━━━━━ PROVIDED INFORMATION ━━━━━
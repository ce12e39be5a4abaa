//! Append-only ledger of processing attempts.
//!
//! One entry per stage-attempt (plus ingest-time actions). Entries are
//! write-once facts: nothing updates or deletes them, and failing to write
//! one never fails the operation it describes.

use chrono::{DateTime, Utc};
use serde::{Deserialize, Serialize};

/// Longest metadata string the ledger will store; longer payloads are
/// truncated, never rejected.
pub const METADATA_MAX_CHARS: usize = 65535;

/// Ledger actions recorded outside the pipeline stages.
///
/// Stage attempts use [`crate::models::Stage::action`] instead.
pub mod actions {
    pub const CONVERSION: &str = "CONVERSION";
    pub const UPLOAD: &str = "UPLOAD";
    pub const RECOVERY: &str = "RECOVERY";
}

/// Origin tags for ledger entries.
pub mod sources {
    pub const USER: &str = "USER";
    pub const BACKGROUND: &str = "BACKGROUND";
    pub const RECOVERY: &str = "RECOVERY";
}

/// Default page size for ledger queries.
pub const DEFAULT_QUERY_LIMIT: i64 = 50;

/// Hard ceiling on ledger query page size.
pub const MAX_QUERY_LIMIT: i64 = 200;

/// Outcome of one logged attempt.
#[derive(Debug, Clone, Copy, PartialEq, Eq, Serialize, Deserialize)]
#[serde(rename_all = "SCREAMING_SNAKE_CASE")]
pub enum LogStatus {
    Success,
    Error,
    Skipped,
}

impl LogStatus {
    pub fn as_str(&self) -> &'static str {
        match self {
            Self::Success => "SUCCESS",
            Self::Error => "ERROR",
            Self::Skipped => "SKIPPED",
        }
    }

    pub fn from_str(s: &str) -> Option<Self> {
        match s {
            "SUCCESS" => Some(Self::Success),
            "ERROR" => Some(Self::Error),
            "SKIPPED" => Some(Self::Skipped),
            _ => None,
        }
    }
}

/// A stored ledger entry.
#[derive(Debug, Clone, Serialize, Deserialize)]
pub struct ProcessingLogEntry {
    pub id: String,
    /// Nullable: conversion attempts at ingest time happen before a
    /// document row exists.
    pub document_id: Option<String>,
    /// Categorical tag, e.g. `CONVERSION` or `CONTRACT_ANALYSIS`.
    pub action: String,
    pub description: Option<String>,
    /// Origin of the attempt, e.g. `USER`, `BACKGROUND`, `RECOVERY`.
    pub source: Option<String>,
    pub status: LogStatus,
    pub duration_ms: Option<i64>,
    pub metadata: Option<serde_json::Value>,
    pub created_at: DateTime<Utc>,
}

/// A ledger entry waiting to be appended.
#[derive(Debug, Clone)]
pub struct NewLogEntry {
    pub document_id: Option<String>,
    pub action: String,
    pub description: Option<String>,
    pub source: Option<String>,
    pub status: LogStatus,
    pub duration_ms: Option<i64>,
    pub metadata: Option<serde_json::Value>,
}

impl NewLogEntry {
    pub fn new(action: impl Into<String>, status: LogStatus) -> Self {
        Self {
            document_id: None,
            action: action.into(),
            description: None,
            source: None,
            status,
            duration_ms: None,
            metadata: None,
        }
    }

    pub fn document(mut self, document_id: impl Into<String>) -> Self {
        self.document_id = Some(document_id.into());
        self
    }

    pub fn description(mut self, description: impl Into<String>) -> Self {
        self.description = Some(description.into());
        self
    }

    pub fn source(mut self, source: impl Into<String>) -> Self {
        self.source = Some(source.into());
        self
    }

    pub fn duration_ms(mut self, duration_ms: i64) -> Self {
        self.duration_ms = Some(duration_ms);
        self
    }

    pub fn metadata(mut self, metadata: serde_json::Value) -> Self {
        self.metadata = Some(metadata);
        self
    }

    /// Serialize metadata for storage, enforcing the size cap.
    pub fn metadata_string(&self) -> Option<String> {
        self.metadata.as_ref().map(|value| {
            let serialized = value.to_string();
            if serialized.chars().count() > METADATA_MAX_CHARS {
                serialized.chars().take(METADATA_MAX_CHARS).collect()
            } else {
                serialized
            }
        })
    }
}

/// Filters and pagination for ledger queries.
#[derive(Debug, Clone)]
pub struct LogQuery {
    pub document_id: Option<String>,
    pub action: Option<String>,
    pub source: Option<String>,
    pub status: Option<LogStatus>,
    /// Substring match across description, metadata, action, and source.
    pub search: Option<String>,
    pub limit: i64,
    pub offset: i64,
}

impl Default for LogQuery {
    fn default() -> Self {
        Self {
            document_id: None,
            action: None,
            source: None,
            status: None,
            search: None,
            limit: DEFAULT_QUERY_LIMIT,
            offset: 0,
        }
    }
}

impl LogQuery {
    /// Clamp limit and offset into their allowed ranges.
    pub fn clamped(mut self) -> Self {
        self.limit = self.limit.clamp(1, MAX_QUERY_LIMIT);
        self.offset = self.offset.max(0);
        self
    }
}

/// One page of ledger entries plus the total match count.
#[derive(Debug, Clone, Serialize)]
pub struct LogPage {
    pub entries: Vec<ProcessingLogEntry>,
    pub total: i64,
    pub limit: i64,
    pub offset: i64,
}

#[cfg(test)]
mod tests {
    use super::*;

    #[test]
    fn test_log_status_roundtrip() {
        for status in [LogStatus::Success, LogStatus::Error, LogStatus::Skipped] {
            assert_eq!(LogStatus::from_str(status.as_str()), Some(status));
        }
        assert_eq!(LogStatus::from_str("PARTIAL"), None);
    }

    #[test]
    fn test_metadata_is_capped() {
        let huge = "x".repeat(METADATA_MAX_CHARS * 2);
        let entry = NewLogEntry::new("CONVERSION", LogStatus::Error)
            .metadata(serde_json::json!({ "error": huge }));
        let stored = entry.metadata_string().unwrap();
        assert_eq!(stored.chars().count(), METADATA_MAX_CHARS);
    }

    #[test]
    fn test_small_metadata_kept_verbatim() {
        let entry = NewLogEntry::new("UPLOAD", LogStatus::Success)
            .metadata(serde_json::json!({ "size": 42 }));
        assert_eq!(entry.metadata_string().as_deref(), Some(r#"{"size":42}"#));
    }

    #[test]
    fn test_query_clamps_limit_and_offset() {
        let query = LogQuery {
            limit: 9999,
            offset: -5,
            ..Default::default()
        }
        .clamped();
        assert_eq!(query.limit, MAX_QUERY_LIMIT);
        assert_eq!(query.offset, 0);

        let query = LogQuery {
            limit: 0,
            ..Default::default()
        }
        .clamped();
        assert_eq!(query.limit, 1);
    }

    #[test]
    fn test_builder_collects_fields() {
        let entry = NewLogEntry::new("CONTRACT_ANALYSIS", LogStatus::Success)
            .document("doc-1")
            .source("BACKGROUND")
            .description("analysis finished")
            .duration_ms(1250);
        assert_eq!(entry.document_id.as_deref(), Some("doc-1"));
        assert_eq!(entry.duration_ms, Some(1250));
    }
}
━━━━━
=== WORK TASK ===
Every line above in which the word "impl" occurs needs to be copied.

=== TASK RESPONSE ===
impl LogStatus {
impl NewLogEntry {
    pub fn new(action: impl Into<String>, status: LogStatus) -> Self {
    pub fn document(mut self, document_id: impl Into<String>) -> Self {
    pub fn description(mut self, description: impl Into<String>) -> Self {
    pub fn source(mut self, source: impl Into<String>) -> Self {
impl Default for LogQuery {
impl LogQuery {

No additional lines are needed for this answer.